Internal work is already underway, the newspaper goes on. Although no timeframe has been mentioned, the preliminary list of those queuing up to join NATO is already being formed. Apart from the "obvious" Croatia, Albania and Macedonia, it is easy to guess that some CIS countries are also on the list, first of all, Ukraine and Georgia. Some experts name Azerbaijan, Moldova and Armenia as well.
During his meeting with Scheffer on Thursday, Russian President Vladimir Putin expressed Russia's position hat the country was interested in a strategic partnership with NATO. Putin recalled that the bloc's expansion was not viewed in any single way in Russia: although every country has the right to choose a way to ensure its security, "life has shown that the mechanical expansion of the alliance does not allow the threats we face to be effectively countered," Izvestia writes. The President said he hoped, "the alliance's expansion will contribute to strengthening trust in Europe and in the world".
Russian Prime Minister Mikhail Fradkov has visited the headquarters of the Russian Union of Industrialists and Entrepreneurs, which unites big business. The premier came to meet and at the same time to call on the Union's members to think first of the state and then of their business, Kommersant points out.
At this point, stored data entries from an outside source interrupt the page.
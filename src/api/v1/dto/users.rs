/*
 * Responsibility
 * - Users の request/response DTO (camelCase on the wire)
 * - validate(): every broken field is reported at once, keyed by field name
 */
use chrono::{NaiveDate, Utc};
use serde::{Deserialize, Serialize};

use crate::api::v1::dto::cards::CardResponse;
use crate::error::{AppError, FieldErrors};
use crate::repos::user_repo::{UserFields, UserRow};

const NAME_MAX: usize = 50;
const EMAIL_MAX: usize = 100;

// Used for both create and update (full replacement).
#[derive(Debug, Default, Deserialize)]
#[serde(rename_all = "camelCase")]
pub struct UserRequest {
    pub name: Option<String>,
    pub surname: Option<String>,
    pub birth_date: Option<NaiveDate>,
    pub email: Option<String>,
}

impl UserRequest {
    pub fn validate(self) -> Result<UserFields, AppError> {
        let mut errors = FieldErrors::new();

        let name = required_text(&mut errors, "name", "Name", self.name, NAME_MAX);
        let surname = required_text(&mut errors, "surname", "Surname", self.surname, NAME_MAX);

        let birth_date = match self.birth_date {
            None => {
                errors.insert("birthDate".into(), "Birth date is required".into());
                None
            }
            Some(d) if d >= Utc::now().date_naive() => {
                errors.insert("birthDate".into(), "Birth date must be in the past".into());
                None
            }
            Some(d) => Some(d),
        };

        let email = match self.email.map(|e| e.trim().to_string()) {
            None => {
                errors.insert("email".into(), "Email is required".into());
                None
            }
            Some(e) if e.is_empty() => {
                errors.insert("email".into(), "Email is required".into());
                None
            }
            Some(e) if !is_email(&e) => {
                errors.insert("email".into(), "Invalid email format".into());
                None
            }
            Some(e) if e.chars().count() > EMAIL_MAX => {
                errors.insert(
                    "email".into(),
                    format!("Email must not exceed {EMAIL_MAX} characters"),
                );
                None
            }
            Some(e) => Some(e),
        };

        match (name, surname, birth_date, email) {
            (Some(name), Some(surname), Some(birth_date), Some(email)) if errors.is_empty() => {
                Ok(UserFields {
                    name,
                    surname,
                    birth_date,
                    email,
                })
            }
            _ => Err(AppError::Validation(errors)),
        }
    }
}

pub(crate) fn required_text(
    errors: &mut FieldErrors,
    field: &str,
    label: &str,
    value: Option<String>,
    max: usize,
) -> Option<String> {
    let value = value.map(|v| v.trim().to_string()).unwrap_or_default();
    if value.is_empty() {
        errors.insert(field.into(), format!("{label} is required"));
        return None;
    }
    if value.chars().count() > max {
        errors.insert(field.into(), format!("{label} must not exceed {max} characters"));
        return None;
    }
    Some(value)
}

// local@domain with no whitespace; deliverability is not our concern.
fn is_email(s: &str) -> bool {
    if s.chars().any(char::is_whitespace) {
        return false;
    }
    match s.split_once('@') {
        Some((local, domain)) => {
            !local.is_empty()
                && !domain.is_empty()
                && !domain.contains('@')
                && !domain.starts_with('.')
                && !domain.ends_with('.')
        }
        None => false,
    }
}

#[derive(Debug, Serialize)]
#[serde(rename_all = "camelCase")]
pub struct UserResponse {
    pub id: i64,
    pub name: String,
    pub surname: String,
    pub birth_date: NaiveDate,
    pub email: String,
    pub cards: Vec<CardResponse>,
}

impl From<UserRow> for UserResponse {
    fn from(u: UserRow) -> Self {
        Self {
            id: u.id,
            name: u.name,
            surname: u.surname,
            birth_date: u.birth_date,
            email: u.email,
            cards: u.cards.into_iter().map(CardResponse::from).collect(),
        }
    }
}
Fradkov's speech, as he emphasised, was divided into two equally long and important parts, the "general" and "specific". The first part was devoted to how business should behave in the new conditions. According to Fradkov, the Union's current tasks were as follows, "If business is integrated in the general system, it should be responsible for its actions".
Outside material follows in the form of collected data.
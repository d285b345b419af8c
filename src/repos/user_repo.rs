/*
 * Responsibility
 * - SQLx access to the users table (cards are loaded alongside each user)
 * - UserRepo is the seam the identity cache and the services depend on
 * - Unique-email violations surface as RepoError::Conflict
 */
use std::collections::HashMap;

use async_trait::async_trait;
use chrono::NaiveDate;
use serde::{Deserialize, Serialize};
use sqlx::{FromRow, PgPool};

use crate::repos::card_repo::{CardRow, select_cards_by_user_ids};
use crate::repos::error::RepoResult;

#[derive(Debug, Clone, PartialEq, Eq, FromRow, Serialize, Deserialize)]
pub struct UserRow {
    pub id: i64,
    pub name: String,
    pub surname: String,
    pub birth_date: NaiveDate,
    pub email: String,
    #[sqlx(skip)]
    pub cards: Vec<CardRow>,
}

/// Writable columns of a user.
#[derive(Debug, Clone)]
pub struct UserFields {
    pub name: String,
    pub surname: String,
    pub birth_date: NaiveDate,
    pub email: String,
}

#[async_trait]
pub trait UserRepo: Send + Sync + 'static {
    async fn find_all(&self) -> RepoResult<Vec<UserRow>>;
    async fn find_by_id(&self, id: i64) -> RepoResult<Option<UserRow>>;
    async fn find_by_ids(&self, ids: &[i64]) -> RepoResult<Vec<UserRow>>;
    async fn find_by_email(&self, email: &str) -> RepoResult<Option<UserRow>>;
    async fn insert(&self, fields: &UserFields) -> RepoResult<UserRow>;
    // None when no row has this id.
    async fn update(&self, id: i64, fields: &UserFields) -> RepoResult<Option<UserRow>>;
    // Cards go with the user (ON DELETE CASCADE). false when nothing was deleted.
    async fn delete_by_id(&self, id: i64) -> RepoResult<bool>;
}

#[derive(Clone, Debug)]
pub struct PgUserRepo {
    pool: PgPool,
}

impl PgUserRepo {
    pub fn new(pool: PgPool) -> Self {
        Self { pool }
    }

    async fn with_cards(&self, mut users: Vec<UserRow>) -> RepoResult<Vec<UserRow>> {
        let ids: Vec<i64> = users.iter().map(|u| u.id).collect();
        let cards = select_cards_by_user_ids(&self.pool, &ids).await?;

        let mut by_user: HashMap<i64, Vec<CardRow>> = HashMap::new();
        for card in cards {
            by_user.entry(card.user_id).or_default().push(card);
        }
        for user in &mut users {
            user.cards = by_user.remove(&user.id).unwrap_or_default();
        }

        Ok(users)
    }

    async fn with_cards_one(&self, user: Option<UserRow>) -> RepoResult<Option<UserRow>> {
        match user {
            Some(user) => Ok(self.with_cards(vec![user]).await?.pop()),
            None => Ok(None),
        }
    }
}

#[async_trait]
impl UserRepo for PgUserRepo {
    async fn find_all(&self) -> RepoResult<Vec<UserRow>> {
        let rows = sqlx::query_as::<_, UserRow>(
            r#"
            SELECT id, name, surname, birth_date, email
            FROM users
            ORDER BY id
            "#,
        )
        .fetch_all(&self.pool)
        .await?;

        self.with_cards(rows).await
    }

    async fn find_by_id(&self, id: i64) -> RepoResult<Option<UserRow>> {
        let row = sqlx::query_as::<_, UserRow>(
            r#"
            SELECT id, name, surname, birth_date, email
            FROM users
            WHERE id = $1
            "#,
        )
        .bind(id)
        .fetch_optional(&self.pool)
        .await?;

        self.with_cards_one(row).await
    }

    async fn find_by_ids(&self, ids: &[i64]) -> RepoResult<Vec<UserRow>> {
        let rows = sqlx::query_as::<_, UserRow>(
            r#"
            SELECT id, name, surname, birth_date, email
            FROM users
            WHERE id = ANY($1)
            ORDER BY id
            "#,
        )
        .bind(ids)
        .fetch_all(&self.pool)
        .await?;

        self.with_cards(rows).await
    }

    async fn find_by_email(&self, email: &str) -> RepoResult<Option<UserRow>> {
        let row = sqlx::query_as::<_, UserRow>(
            r#"
            SELECT id, name, surname, birth_date, email
            FROM users
            WHERE email = $1
            "#,
        )
        .bind(email)
        .fetch_optional(&self.pool)
        .await?;

        self.with_cards_one(row).await
    }

    async fn insert(&self, fields: &UserFields) -> RepoResult<UserRow> {
        // A fresh user has no cards yet.
        let row = sqlx::query_as::<_, UserRow>(
            r#"
            INSERT INTO users (name, surname, birth_date, email)
            VALUES ($1, $2, $3, $4)
            RETURNING id, name, surname, birth_date, email
            "#,
        )
        .bind(&fields.name)
        .bind(&fields.surname)
        .bind(fields.birth_date)
        .bind(&fields.email)
        .fetch_one(&self.pool)
        .await?;

        Ok(row)
    }

    async fn update(&self, id: i64, fields: &UserFields) -> RepoResult<Option<UserRow>> {
        let row = sqlx::query_as::<_, UserRow>(
            r#"
            UPDATE users
            SET
                name = $2,
                surname = $3,
                birth_date = $4,
                email = $5
            WHERE id = $1
            RETURNING id, name, surname, birth_date, email
            "#,
        )
        .bind(id)
        .bind(&fields.name)
        .bind(&fields.surname)
        .bind(fields.birth_date)
        .bind(&fields.email)
        .fetch_optional(&self.pool)
        .await?;

        self.with_cards_one(row).await
    }

    async fn delete_by_id(&self, id: i64) -> RepoResult<bool> {
        let result = sqlx::query(
            r#"
            DELETE FROM users
            WHERE id = $1
            "#,
        )
        .bind(id)
        .execute(&self.pool)
        .await?;

        Ok(result.rows_affected() > 0)
    }
}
The general system includes the triangle: the authorities - society - business, the newspaper explains. To be integrated and responsible means making economic and social commitments. This implies that oligarchs should finally stop asking the authorities for privileges for themselves and their industries, Kommersant writes. They can only agree with each other about how to support the state in its bid to double the country's GDP and diminish its oil dependence, and then ask about an improvement in the general business climate. "Everyone must do his best to accelerate economic growth!" is the latest slogan the Russian authorities have given Russian business, the newspaper concludes.
For the first time in Russia's modern history, a reform does not only have the launch date but also the completion date, VN reports. The latter will be 2005 for the tax reform.
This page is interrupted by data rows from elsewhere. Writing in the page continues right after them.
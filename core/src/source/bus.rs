// In-process call source backed by the event bus
use super::{CallSource, Subscription};
use crate::event::{Event, EventBus, QoSLevel};
use crate::Result;
use async_trait::async_trait;
use std::sync::Arc;
use tokio::sync::watch;
use tracing::debug;

/// Event type carried by call messages on queue topics
pub const CALL_EVENT: &str = "panel.call";

pub fn queue_topic(queue_id: &str) -> String {
    format!("queue.{}", queue_id)
}

pub struct BusSource {
    bus: Arc<EventBus>,
    // The bus lives in-process, so it is always connected
    connected: watch::Sender<bool>,
}

impl BusSource {
    pub fn new(bus: Arc<EventBus>) -> Self {
        let (connected, _) = watch::channel(true);
        Self { bus, connected }
    }

    pub fn bus(&self) -> &Arc<EventBus> {
        &self.bus
    }

    /// Publishes a raw JSON call message on the queue's topic
    pub async fn publish(&self, queue_id: &str, payload: impl Into<Vec<u8>>) -> Result<u64> {
        let event = Event::new(CALL_EVENT, "bus", payload.into());
        self.bus.publish(&queue_topic(queue_id), event).await
    }
}

#[async_trait]
impl CallSource for BusSource {
    async fn subscribe(&self, queue_id: &str) -> Result<Subscription> {
        let (sub_id, rx) = self
            .bus
            .subscribe(
                queue_topic(queue_id),
                vec![CALL_EVENT.to_string()],
                QoSLevel::QosBatched,
            )
            .await?;

        let bus = Arc::clone(&self.bus);
        Ok(Subscription::new(queue_id, rx, move || {
            debug!(target: "bus_source", subscription = %sub_id, "Releasing bus subscription");
            if let Ok(handle) = tokio::runtime::Handle::try_current() {
                handle.spawn(async move {
                    let _ = bus.unsubscribe(&sub_id).await;
                });
            }
        }))
    }

    fn is_connected(&self) -> bool {
        *self.connected.borrow()
    }

    fn watch_connected(&self) -> watch::Receiver<bool> {
        self.connected.subscribe()
    }
}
To complete the reform on a bright note, i.e. achieve the long-awaited transparency of wages, the government is ready to accelerate its work. In an effort to avoid placing the burden of the single social tax cut on the population, a new mechanism will be introduced in the country in summer 2004 for collecting some oil sector revenues. This was announced at the latest session of the government, which was devoted to the tax package.
VN reports that the oil sector will be attacked on two fronts: the tax on mineral resources extraction will be raised along with export duties. The finance ministry will co-ordinate the latter with the industry ministry in the next two months. However, it is clear that given oil prices stand at $25 per barrel, exporters will have to pay 65% in customs duties to the government. According to the finance ministry, $1.5 billion can thus be painlessly taken from the oil sector, given oil prices stand at $24 per barrel, and $2.5 billion, with oil prices at $27 per barrel. This money should cover the budget risks when the single social tax is reduced, VN reports.
When commenting on the Iraq situation, many observers believe that if the conflict develops into armed clashes between the Sunnites and Shiites, Iran, the largest country of the region, will definitely get involved in. According to the newspaper, the Russian foreign ministry recommends Russian citizens to refrain from making trips to Iraq. "Like many other countries, Russia cannot help worrying about Iraq turning into a bridgehead of terrorism. This is taking place not too far from our borders and represents a serious threat for us," said Deputy Foreign Minister Yuri Fedorov. He also noted that Moscow was ready to contribute to multi-lateral stabilisation efforts. According to Mr Fedorov, after June 30 the Iraqis should hold power in their hands in practice, and not in words. Moreover, "the essence of the Iraqi settlement strategy" should be reviewed, NG reports.